Scott’s finger lifted from the trigger. What in the world?
“Dar Achaar veraatat dech.”
He lowered his assault
rifle. Was he supposed to know what that meant? The only alien word he knew was the Bakmanese word for surrender.
The Ceratopians entered a brief, quiet exchange. Their body language couldn’t have been clearer: they were trying to figure out what to do. The tan one looked at Scott while pointing to itself.
“H`laar.”
The alien was telling him its name—there was no doubt. Scott looked behind briefly to check his rear, then turned back to them. He motioned to himself. “Remington.”
The Ceratopian nodded its head, clearing its throat. Its words were slow and precise. “Dar Achaar veraatat,” it pointed to Scott, “Rumigtaah.”

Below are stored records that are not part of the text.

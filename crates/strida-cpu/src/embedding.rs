use rayon::prelude::*;

use strida_core::{Error, IndexDType, Layout, Result, WithDType};

/// Embedding lookup: copy one full row of `src` per index value.
///
/// `src` is a `[v_size, h_size]` table; for every output row `i` the id at
/// logical position `i` of the index buffer (resolved through
/// `ids_layout`, which may describe a strided view) selects the source
/// row, and `h_size` elements are copied into `out[i*h_size..]`. The
/// source table and output rows are assumed contiguous per row; only the
/// index buffer may be strided.
///
/// `v_size` sizes the table for host-side buffer validation; it is *not*
/// enforced against individual index values.
///
/// # Panics
///
/// An index value `>= v_size` panics on the source slice access. Index
/// ranges are the caller's contract, checked before dispatch, never here.
pub fn embedding<I: IndexDType, T: WithDType>(
    ids: &[I],
    ids_layout: &Layout,
    src: &[T],
    h_size: usize,
    v_size: usize,
    out: &mut [T],
) -> Result<()> {
    if ids_layout.dims().len() != ids_layout.strides().len() {
        return Err(Error::StrideMismatch {
            dims: ids_layout.dims().len(),
            strides: ids_layout.strides().len(),
        });
    }
    let numel = ids_layout.elem_count();
    if ids.len() < ids_layout.min_buffer_len() {
        return Err(Error::BufferTooSmall {
            what: "index buffer",
            expected: ids_layout.min_buffer_len(),
            got: ids.len(),
        });
    }
    if src.len() != v_size * h_size {
        return Err(Error::BufferTooSmall {
            what: "source table",
            expected: v_size * h_size,
            got: src.len(),
        });
    }
    if out.len() != numel * h_size {
        return Err(Error::BufferTooSmall {
            what: "output buffer",
            expected: numel * h_size,
            got: out.len(),
        });
    }
    if out.is_empty() {
        return Ok(());
    }

    // Contiguity is hoisted out of the loop: position == offset on the
    // packed path, otherwise each row resolves its id position once.
    let contiguous = ids_layout.is_contiguous();
    out.par_chunks_mut(h_size).enumerate().for_each(|(i, row)| {
        let pos = if contiguous {
            i
        } else {
            ids_layout.strided_index(i)
        };
        let id = ids[pos].as_usize();
        row.copy_from_slice(&src[id * h_size..id * h_size + h_size]);
    });
    Ok(())
}

#[cfg(test)]
mod tests {
    use super::*;

    #[test]
    fn test_rows_follow_ids() {
        // src [[1,2,3],[4,5,6],[7,8,9]], ids [2,0] → [[7,8,9],[1,2,3]]
        let src: Vec<f32> = (1..=9).map(|v| v as f32).collect();
        let ids: Vec<u32> = vec![2, 0];
        let mut out = vec![0f32; 6];
        embedding(&ids, &Layout::contiguous(2), &src, 3, 3, &mut out).unwrap();
        assert_eq!(out, vec![7.0, 8.0, 9.0, 1.0, 2.0, 3.0]);
    }

    #[test]
    fn test_narrow_index_width() {
        let src: Vec<u32> = (0..8).collect();
        let ids: Vec<u8> = vec![3, 3, 0];
        let mut out = vec![0u32; 6];
        embedding(&ids, &Layout::contiguous(3), &src, 2, 4, &mut out).unwrap();
        assert_eq!(out, vec![6, 7, 6, 7, 0, 1]);
    }

    #[test]
    fn test_strided_index_buffer() {
        // ids stored as a [2, 3] buffer, read through its transpose [3, 2]:
        // logical order becomes 10,13,11,14,12,15.
        let src: Vec<f32> = (0..32).map(|v| v as f32).collect();
        let ids: Vec<u32> = vec![10, 11, 12, 13, 14, 15];
        let ids_l = Layout::contiguous((2, 3)).transpose(0, 1).unwrap();
        let mut out = vec![0f32; 6];
        embedding(&ids, &ids_l, &src, 1, 32, &mut out).unwrap();
        assert_eq!(out, vec![10.0, 13.0, 11.0, 14.0, 12.0, 15.0]);
    }

    #[test]
    fn test_output_size_validated() {
        let src = vec![0f32; 6];
        let ids: Vec<u32> = vec![0, 1];
        let mut out = vec![0f32; 5]; // needs 6
        assert!(embedding(&ids, &Layout::contiguous(2), &src, 3, 2, &mut out).is_err());
    }
}
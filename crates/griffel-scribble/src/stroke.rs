// SPDX-License-Identifier: PMPL-1.0-or-later
// Copyright (c) 2026 Jonathan D.A. Jewell (hyperpolymath) <jonathan.jewell@open.ac.uk>
//
// Pencil stroke texture: rasterizes a curve, adds graphite grain and rough
// edges, softens, lightens, and multiplies the result onto a scribble canvas.

use griffel_core::IntRange;
use griffel_core::error::Result;
use griffel_raster::color::{bgr_to_gray, gray_to_bgr, shift_value};
use griffel_raster::filter::soften;
use griffel_raster::{NoiseMode, add_noise, draw_polyline, multiply};
use image::{Rgb, RgbImage};
use rand::Rng;
use tracing::{debug, instrument};

use crate::curve::Curve;

/// Share of all pixels that receive grain.
pub const GRAIN_FRACTION: (f32, f32) = (0.3, 0.5);
/// Share of edge pixels that are roughened.
pub const EDGE_FRACTION: (f32, f32) = (0.4, 0.7);
/// Intensity range of both noise layers.
pub const NOISE_MAGNITUDE: (u8, u8) = (32, 128);
/// Luma below which a pixel counts as part of the drawn stroke.
pub const STROKE_THRESHOLD: u8 = 64;

const WHITE: Rgb<u8> = Rgb([255, 255, 255]);
const BLACK: Rgb<u8> = Rgb([0, 0, 0]);

/// Renders single pencil strokes.
#[derive(Debug, Clone, Copy, PartialEq)]
pub struct StrokeTextureSynthesizer {
    thickness_range: IntRange,
    brightness_change: i32,
}

impl StrokeTextureSynthesizer {
    pub fn new(thickness_range: IntRange, brightness_change: i32) -> Self {
        Self {
            thickness_range,
            brightness_change,
        }
    }

    pub fn thickness_range(&self) -> IntRange {
        self.thickness_range
    }

    pub fn brightness_change(&self) -> i32 {
        self.brightness_change
    }

    /// Render `curve` as a pencil stroke on a fresh white canvas of
    /// `width`×`height`.
    ///
    /// ## Pipeline
    ///
    /// 1. Draw the curve in black with a random thickness
    /// 2. Convert to luma
    /// 3. Build a grain layer (30–50% of pixels replaced by 32–128)
    /// 4. Copy grain into every stroke pixel darker than 64
    /// 5. Brighten 40–70% of Sobel edge pixels by 32–128
    /// 6. Back to three channels, 3×3 Gaussian soften
    /// 7. Shift the HSV value channel by the configured brightness change
    pub fn render<R: Rng + ?Sized>(
        &self,
        width: u32,
        height: u32,
        curve: &Curve,
        rng: &mut R,
    ) -> RgbImage {
        let thickness = self.thickness_range.sample(rng);

        let mut canvas = RgbImage::from_pixel(width, height, WHITE);
        draw_polyline(&mut canvas, curve.vertices(), thickness, BLACK);

        let mut stroke = bgr_to_gray(&canvas);
        let grain = add_noise(&stroke, GRAIN_FRACTION, NOISE_MAGNITUDE, NoiseMode::Replace, rng);
        let mut graphite = 0usize;
        for (value, &grain_value) in stroke.iter_mut().zip(grain.iter()) {
            if *value < STROKE_THRESHOLD {
                *value = grain_value;
                graphite += 1;
            }
        }

        let rough = add_noise(&stroke, EDGE_FRACTION, NOISE_MAGNITUDE, NoiseMode::AddOnEdges, rng);
        let soft = soften(&gray_to_bgr(&rough));

        debug!(thickness, graphite, "Pencil stroke rendered");
        shift_value(&soft, self.brightness_change)
    }

    /// Render `curve` at the canvas size and multiply it onto `canvas`.
    ///
    /// Strokes only ever darken the canvas; white stays white.
    #[instrument(skip_all, fields(width = canvas.width(), height = canvas.height(), vertices = curve.len()))]
    pub fn apply<R: Rng + ?Sized>(
        &self,
        canvas: &mut RgbImage,
        curve: &Curve,
        rng: &mut R,
    ) -> Result<()> {
        let stroke = self.render(canvas.width(), canvas.height(), curve, rng);
        *canvas = multiply(&stroke, canvas)?;
        Ok(())
    }
}
// SPDX-License-Identifier: PMPL-1.0-or-later
// Copyright (c) 2026 Jonathan D.A. Jewell (hyperpolymath) <jonathan.jewell@open.ac.uk>
//
// griffel-raster: Low-level raster operations used by the scribble effect.
//
// Provides colour-space conversion (BGR, luma, HSV), multiplicative blending,
// thick polyline rasterization, Sobel edge maps, masked pixel noise, and a
// small Gaussian softening filter. Built on the `image` and `imageproc` crates.

pub mod blend;
pub mod color;
pub mod draw;
pub mod edges;
pub mod filter;
pub mod noise;

pub use blend::{multiply, multiply_image};
pub use draw::draw_polyline;
pub use noise::{NoiseMode, add_noise};
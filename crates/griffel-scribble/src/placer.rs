// SPDX-License-Identifier: PMPL-1.0-or-later
// Copyright (c) 2026 Jonathan D.A. Jewell (hyperpolymath) <jonathan.jewell@open.ac.uk>
//
// Sprite placement: opaque paste at a random offset that keeps the sprite
// fully inside the target.

use griffel_core::Image;
use griffel_core::error::{GriffelError, Result};
use griffel_raster::color::{restore_depth, to_bgr};
use image::GenericImage;
use rand::Rng;
use tracing::trace;

use crate::compose::ScribbleSprite;

/// Pastes scribble sprites onto target images.
#[derive(Debug, Clone, Copy, Default)]
pub struct Placer;

impl Placer {
    pub fn new() -> Self {
        Self
    }

    /// Paste `sprite` at a uniformly random offset inside `target`.
    ///
    /// Grayscale targets are pasted in colour and converted back, so the
    /// result has the same shape as `target`. Fails with
    /// [`GriffelError::SpriteTooLarge`] if the sprite does not fit.
    pub fn place<R: Rng + ?Sized>(
        &self,
        sprite: &ScribbleSprite,
        target: Image,
        rng: &mut R,
    ) -> Result<Image> {
        let (x, y) = self.sample_offset(sprite, &target, rng)?;
        self.paste_at(sprite, target, x, y)
    }

    /// Draw a top-left offset from `[0, target - sprite]` on both axes.
    pub fn sample_offset<R: Rng + ?Sized>(
        &self,
        sprite: &ScribbleSprite,
        target: &Image,
        rng: &mut R,
    ) -> Result<(u32, u32)> {
        check_fits(sprite, target)?;
        let max_x = target.width() - sprite.width();
        let max_y = target.height() - sprite.height();
        Ok((rng.random_range(0..=max_x), rng.random_range(0..=max_y)))
    }

    /// Paste `sprite` with its top-left corner at `(x, y)`, overwriting the
    /// covered pixels.
    pub fn paste_at(&self, sprite: &ScribbleSprite, target: Image, x: u32, y: u32) -> Result<Image> {
        check_fits(sprite, &target)?;
        if x > target.width() - sprite.width() || y > target.height() - sprite.height() {
            return Err(too_large(sprite, &target));
        }

        let depth = target.depth();
        let mut canvas = match target {
            Image::Color(bgr) => bgr,
            gray @ Image::Gray(_) => to_bgr(&gray),
        };
        canvas
            .copy_from(sprite.as_image(), x, y)
            .map_err(|_| too_large_dims(sprite, canvas.width(), canvas.height()))?;

        trace!(x, y, size = sprite.size(), ?depth, "Sprite pasted");
        Ok(restore_depth(canvas, depth))
    }
}

fn check_fits(sprite: &ScribbleSprite, target: &Image) -> Result<()> {
    if sprite.width() > target.width() || sprite.height() > target.height() {
        return Err(too_large(sprite, target));
    }
    Ok(())
}

fn too_large(sprite: &ScribbleSprite, target: &Image) -> GriffelError {
    too_large_dims(sprite, target.width(), target.height())
}

fn too_large_dims(sprite: &ScribbleSprite, target_w: u32, target_h: u32) -> GriffelError {
    GriffelError::SpriteTooLarge {
        sprite_w: sprite.width(),
        sprite_h: sprite.height(),
        target_w,
        target_h,
    }
}
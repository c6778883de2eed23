// SPDX-License-Identifier: PMPL-1.0-or-later
// Copyright (c) 2026 Jonathan D.A. Jewell (hyperpolymath) <jonathan.jewell@open.ac.uk>
//
// Core domain types for the Griffel scribble effect.

use image::{DynamicImage, GrayImage, RgbImage};
use rand::Rng;
use serde::{Deserialize, Serialize};

use crate::error::{GriffelError, Result};

/// Inclusive integer sampling interval `(low, high)`.
///
/// Serialized as a two-element array, e.g. `[250, 400]`.
#[derive(Debug, Clone, Copy, PartialEq, Eq, Serialize, Deserialize)]
pub struct IntRange(pub u32, pub u32);

impl IntRange {
    pub const fn new(low: u32, high: u32) -> Self {
        Self(low, high)
    }

    pub fn low(&self) -> u32 {
        self.0
    }

    pub fn high(&self) -> u32 {
        self.1
    }

    /// Whether `value` lies inside the interval (both ends inclusive).
    pub fn contains(&self, value: u32) -> bool {
        (self.0..=self.1).contains(&value)
    }

    /// Draw a value uniformly from `[low, high]`.
    ///
    /// Callers must have validated the range; a reversed range is treated as
    /// the single value `low`.
    pub fn sample<R: Rng + ?Sized>(&self, rng: &mut R) -> u32 {
        if self.1 <= self.0 {
            return self.0;
        }
        rng.random_range(self.0..=self.1)
    }

    /// Fail with [`GriffelError::InvalidRange`] when `low > high`.
    pub fn validate(&self, name: &'static str) -> Result<()> {
        if self.0 > self.1 {
            return Err(GriffelError::InvalidRange {
                name,
                low: self.0,
                high: self.1,
            });
        }
        Ok(())
    }
}

impl std::fmt::Display for IntRange {
    fn fmt(&self, f: &mut std::fmt::Formatter<'_>) -> std::fmt::Result {
        write!(f, "({}, {})", self.0, self.1)
    }
}

impl From<(u32, u32)> for IntRange {
    fn from((low, high): (u32, u32)) -> Self {
        Self(low, high)
    }
}

/// Channel depth of an [`Image`].
#[derive(Debug, Clone, Copy, PartialEq, Eq, Serialize, Deserialize)]
pub enum ChannelDepth {
    /// Single-channel luma, H×W.
    Gray,
    /// Three-channel colour, H×W×3.
    Color,
}

/// An 8-bit image in one of the two supported channel depths.
///
/// The colour variant stores samples in B, G, R order inside the `image`
/// crate's three-channel buffer. [`Image::from_dynamic`] and
/// [`Image::into_dynamic`] swap to and from the RGB order used by the
/// `image` crate's codecs.
#[derive(Debug, Clone, PartialEq)]
pub enum Image {
    Gray(GrayImage),
    Color(RgbImage),
}

impl Image {
    // -- Construction ---------------------------------------------------------

    /// A pure white image of the given size and depth.
    pub fn white(width: u32, height: u32, depth: ChannelDepth) -> Self {
        match depth {
            ChannelDepth::Gray => Self::Gray(GrayImage::from_pixel(width, height, image::Luma([255]))),
            ChannelDepth::Color => {
                Self::Color(RgbImage::from_pixel(width, height, image::Rgb([255, 255, 255])))
            }
        }
    }

    /// A pure white image with the same shape as `self`.
    pub fn white_like(&self) -> Self {
        Self::white(self.width(), self.height(), self.depth())
    }

    /// Wrap a decoded `DynamicImage`. Luma images (with or without alpha, any
    /// bit depth) become [`Image::Gray`]; everything else becomes
    /// [`Image::Color`] with alpha dropped.
    pub fn from_dynamic(image: DynamicImage) -> Self {
        match image {
            DynamicImage::ImageLuma8(gray) => Self::Gray(gray),
            luma @ (DynamicImage::ImageLuma16(_)
            | DynamicImage::ImageLumaA8(_)
            | DynamicImage::ImageLumaA16(_)) => Self::Gray(luma.to_luma8()),
            other => {
                let mut rgb = other.to_rgb8();
                swap_red_blue(&mut rgb);
                Self::Color(rgb)
            }
        }
    }

    /// Convert back into a `DynamicImage` (RGB order for colour images).
    pub fn into_dynamic(self) -> DynamicImage {
        match self {
            Self::Gray(gray) => DynamicImage::ImageLuma8(gray),
            Self::Color(mut bgr) => {
                swap_red_blue(&mut bgr);
                DynamicImage::ImageRgb8(bgr)
            }
        }
    }

    // -- Accessors ------------------------------------------------------------

    pub fn width(&self) -> u32 {
        match self {
            Self::Gray(img) => img.width(),
            Self::Color(img) => img.width(),
        }
    }

    pub fn height(&self) -> u32 {
        match self {
            Self::Gray(img) => img.height(),
            Self::Color(img) => img.height(),
        }
    }

    /// `(width, height)` in pixels.
    pub fn dimensions(&self) -> (u32, u32) {
        (self.width(), self.height())
    }

    pub fn depth(&self) -> ChannelDepth {
        match self {
            Self::Gray(_) => ChannelDepth::Gray,
            Self::Color(_) => ChannelDepth::Color,
        }
    }

    pub fn is_gray(&self) -> bool {
        matches!(self, Self::Gray(_))
    }

    /// Raw samples in row-major order.
    pub fn as_raw(&self) -> &[u8] {
        match self {
            Self::Gray(img) => img.as_raw(),
            Self::Color(img) => img.as_raw(),
        }
    }

    /// Short shape description used in error messages, e.g. `"640x480x3"`.
    pub fn shape(&self) -> String {
        match self {
            Self::Gray(img) => format!("{}x{}", img.width(), img.height()),
            Self::Color(img) => format!("{}x{}x3", img.width(), img.height()),
        }
    }
}

fn swap_red_blue(img: &mut RgbImage) {
    for pixel in img.pixels_mut() {
        pixel.0.swap(0, 2);
    }
}
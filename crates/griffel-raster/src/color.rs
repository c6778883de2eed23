// SPDX-License-Identifier: PMPL-1.0-or-later
// Copyright (c) 2026 Jonathan D.A. Jewell (hyperpolymath) <jonathan.jewell@open.ac.uk>
//
// Colour conversions on BGR-ordered buffers: luma, channel-depth changes,
// and HSV value shifting.

use griffel_core::{ChannelDepth, Image};
use image::{GrayImage, Luma, Rgb, RgbImage};

// BT.601 luma weights in 14-bit fixed point. They sum to 1 << 14, so neutral
// pixels convert without rounding drift.
const LUMA_B: u32 = 1868;
const LUMA_G: u32 = 9617;
const LUMA_R: u32 = 4899;
const LUMA_SHIFT: u32 = 14;

/// Luma of one BGR pixel.
pub fn bgr_luma([b, g, r]: [u8; 3]) -> u8 {
    let weighted = b as u32 * LUMA_B + g as u32 * LUMA_G + r as u32 * LUMA_R;
    ((weighted + (1 << (LUMA_SHIFT - 1))) >> LUMA_SHIFT) as u8
}

/// Collapse a BGR image to single-channel luma.
pub fn bgr_to_gray(bgr: &RgbImage) -> GrayImage {
    GrayImage::from_fn(bgr.width(), bgr.height(), |x, y| {
        Luma([bgr_luma(bgr.get_pixel(x, y).0)])
    })
}

/// Replicate a luma image into three identical channels.
pub fn gray_to_bgr(gray: &GrayImage) -> RgbImage {
    RgbImage::from_fn(gray.width(), gray.height(), |x, y| {
        let v = gray.get_pixel(x, y).0[0];
        Rgb([v, v, v])
    })
}

/// Colour view of any [`Image`]. Colour images are cloned as-is.
pub fn to_bgr(image: &Image) -> RgbImage {
    match image {
        Image::Gray(gray) => gray_to_bgr(gray),
        Image::Color(bgr) => bgr.clone(),
    }
}

/// Wrap a BGR buffer back into an [`Image`] of the requested depth.
pub fn restore_depth(bgr: RgbImage, depth: ChannelDepth) -> Image {
    match depth {
        ChannelDepth::Gray => Image::Gray(bgr_to_gray(&bgr)),
        ChannelDepth::Color => Image::Color(bgr),
    }
}

// -- HSV ----------------------------------------------------------------------

/// Convert a BGR pixel to 8-bit HSV: hue in `[0, 180)` (degrees halved),
/// saturation and value in `[0, 255]`.
pub fn bgr_to_hsv([b, g, r]: [u8; 3]) -> [u8; 3] {
    let (bf, gf, rf) = (b as f32, g as f32, r as f32);
    let v = bf.max(gf).max(rf);
    let min = bf.min(gf).min(rf);
    let diff = v - min;

    let s = if v > 0.0 { diff * 255.0 / v } else { 0.0 };

    let mut h = if diff == 0.0 {
        0.0
    } else if v == rf {
        60.0 * (gf - bf) / diff
    } else if v == gf {
        120.0 + 60.0 * (bf - rf) / diff
    } else {
        240.0 + 60.0 * (rf - gf) / diff
    };
    if h < 0.0 {
        h += 360.0;
    }

    let hue = (h / 2.0).round() as u32 % 180;
    [hue as u8, s.round() as u8, v as u8]
}

/// Inverse of [`bgr_to_hsv`].
pub fn hsv_to_bgr([h, s, v]: [u8; 3]) -> [u8; 3] {
    if s == 0 {
        return [v, v, v];
    }

    let hue = (h as f32 * 2.0) / 60.0;
    let sat = s as f32 / 255.0;
    let val = v as f32;

    let sector = hue.floor();
    let frac = hue - sector;
    let p = val * (1.0 - sat);
    let q = val * (1.0 - sat * frac);
    let t = val * (1.0 - sat * (1.0 - frac));

    let (r, g, b) = match sector as u32 % 6 {
        0 => (val, t, p),
        1 => (q, val, p),
        2 => (p, val, t),
        3 => (p, q, val),
        4 => (t, p, val),
        _ => (val, p, q),
    };

    let to_u8 = |c: f32| c.round().clamp(0.0, 255.0) as u8;
    [to_u8(b), to_u8(g), to_u8(r)]
}

/// Add `delta` to the HSV value channel of every pixel, clamping to
/// `[0, 255]`. Hue and saturation are kept.
pub fn shift_value(bgr: &RgbImage, delta: i32) -> RgbImage {
    RgbImage::from_fn(bgr.width(), bgr.height(), |x, y| {
        let [h, s, v] = bgr_to_hsv(bgr.get_pixel(x, y).0);
        let shifted = (v as i32).saturating_add(delta).clamp(0, 255) as u8;
        Rgb(hsv_to_bgr([h, s, shifted]))
    })
}
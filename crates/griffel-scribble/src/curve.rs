// SPDX-License-Identifier: PMPL-1.0-or-later
// Copyright (c) 2026 Jonathan D.A. Jewell (hyperpolymath) <jonathan.jewell@open.ac.uk>
//
// Stroke curve generation: a quadratic least-squares curve through five
// random control points, sampled as a 50-vertex polyline.

use griffel_core::error::{GriffelError, Result};
use nalgebra::{DMatrix, DVector};
use rand::Rng;
use tracing::{trace, warn};

/// Number of vertices in every generated curve.
pub const CURVE_SAMPLES: usize = 50;
/// Number of random control points the quadratic is fitted through.
pub const CONTROL_POINTS: usize = 5;

/// Control points keep this distance from the top/left edge.
const NEAR_MARGIN: i64 = 5;
/// Control points keep this distance from the bottom/right edge.
const FAR_MARGIN: i64 = 25;
/// The sampled y-span keeps this distance from the bottom edge.
const SPAN_MARGIN: i64 = 5;

/// An open polyline with integer vertices, in drawing order.
#[derive(Debug, Clone, PartialEq)]
pub struct Curve {
    vertices: Vec<(i32, i32)>,
    /// `[a, b, c]` of `x = a*y^2 + b*y + c`.
    coefficients: [f64; 3],
}

impl Curve {
    /// Build a curve from explicit vertices (coefficients are left at zero).
    pub fn from_vertices(vertices: Vec<(i32, i32)>) -> Self {
        Self {
            vertices,
            coefficients: [0.0; 3],
        }
    }

    pub fn vertices(&self) -> &[(i32, i32)] {
        &self.vertices
    }

    pub fn coefficients(&self) -> [f64; 3] {
        self.coefficients
    }

    pub fn len(&self) -> usize {
        self.vertices.len()
    }

    pub fn is_empty(&self) -> bool {
        self.vertices.is_empty()
    }
}

/// Produces random stroke curves inside a square canvas.
#[derive(Debug, Clone, Copy)]
pub struct StrokeCurveGenerator {
    size: u32,
}

impl StrokeCurveGenerator {
    /// Generator for a `size`×`size` canvas.
    ///
    /// Canvases of 40 pixels or more use the full control-point layout;
    /// smaller canvases squeeze the sampling intervals so they never become
    /// empty.
    pub fn new(size: u32) -> Self {
        Self { size }
    }

    pub fn size(&self) -> u32 {
        self.size
    }

    /// Draw one curve.
    ///
    /// 1. Five x and five y control coordinates from `[5, size-25]`.
    /// 2. A y-span `[start, stop]` from `[5, size/2]` and `[size/2, size-5]`.
    /// 3. Least-squares quadratic `x = f(y)` through the control points.
    /// 4. `f` evaluated at 50 evenly spaced y values across the span, both
    ///    axes truncated toward zero.
    pub fn generate<R: Rng + ?Sized>(&self, rng: &mut R) -> Result<Curve> {
        let size = self.size as i64;
        let half = size / 2;

        let control = self.interval(NEAR_MARGIN, size - FAR_MARGIN);
        let xs: Vec<f64> = (0..CONTROL_POINTS)
            .map(|_| rng.random_range(control.0..=control.1) as f64)
            .collect();
        let ys: Vec<f64> = (0..CONTROL_POINTS)
            .map(|_| rng.random_range(control.0..=control.1) as f64)
            .collect();

        let start_range = self.interval(NEAR_MARGIN, half);
        let stop_range = self.interval(half, size - SPAN_MARGIN);
        let a = rng.random_range(start_range.0..=start_range.1);
        let b = rng.random_range(stop_range.0..=stop_range.1);
        let (start, stop) = (a.min(b) as f64, a.max(b) as f64);

        let coefficients = fit_quadratic(&ys, &xs)?;
        let vertices = linspace(start, stop, CURVE_SAMPLES)
            .map(|y| {
                let x = evaluate(coefficients, y);
                (x as i32, y as i32)
            })
            .collect();

        trace!(size = self.size, start, stop, ?coefficients, "Stroke curve generated");
        Ok(Curve {
            vertices,
            coefficients,
        })
    }

    /// `[low, high]` made non-empty and kept inside the canvas where possible.
    fn interval(&self, low: i64, high: i64) -> (i64, i64) {
        let last = (self.size as i64 - 1).max(0);
        let low = low.min(last);
        (low, high.max(low))
    }
}

/// `num` evenly spaced values over `[start, stop]`, both ends included.
fn linspace(start: f64, stop: f64, num: usize) -> impl Iterator<Item = f64> {
    let step = if num > 1 {
        (stop - start) / (num - 1) as f64
    } else {
        0.0
    };
    (0..num).map(move |i| {
        if i + 1 == num {
            stop
        } else {
            start + step * i as f64
        }
    })
}

fn evaluate([a, b, c]: [f64; 3], t: f64) -> f64 {
    (a * t + b) * t + c
}

/// Least-squares fit of `v = a*t^2 + b*t + c`, returning `[a, b, c]`.
///
/// Solved through an SVD of the Vandermonde matrix; singular values below a
/// relative cutoff are dropped, so rank-deficient input (all `t` equal, fewer
/// than three distinct `t`) yields the minimum-norm solution rather than an
/// error.
pub fn fit_quadratic(t: &[f64], v: &[f64]) -> Result<[f64; 3]> {
    if t.len() != v.len() || t.is_empty() {
        return Err(GriffelError::CurveFit(format!(
            "need matching non-empty samples, got {} and {}",
            t.len(),
            v.len()
        )));
    }

    let vandermonde = DMatrix::from_fn(t.len(), 3, |row, col| t[row].powi(2 - col as i32));
    let rhs = DVector::from_column_slice(v);

    let svd = vandermonde.svd(true, true);
    let cutoff = svd.singular_values.amax() * t.len() as f64 * f64::EPSILON;
    let rank = svd.singular_values.iter().filter(|&&s| s > cutoff).count();
    if rank < 3 {
        warn!(rank, "Quadratic fit is rank deficient; curve may be degenerate");
    }

    let solution = svd
        .solve(&rhs, cutoff)
        .map_err(|err| GriffelError::CurveFit(err.to_string()))?;
    Ok([solution[0], solution[1], solution[2]])
}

Scott couldn’t hold back his own words—they just blurted out. “What the hell?”
On the third level of the Battleship, Esther hung on the top rung of the exit ladder. Her hands worked the ceiling controls. “All right, get ready.” Drawing a breath, she inputted the final command. The door whooshed open with alarming speed, and the sky came into view.
Esther grinned and looked down at her team. “Grab hold of this,” she said, tossing down a small line. On her end was a suction device. “Attach the clip to your belts, and I’ll lift you up one by one. Commander Ozerov can go first.”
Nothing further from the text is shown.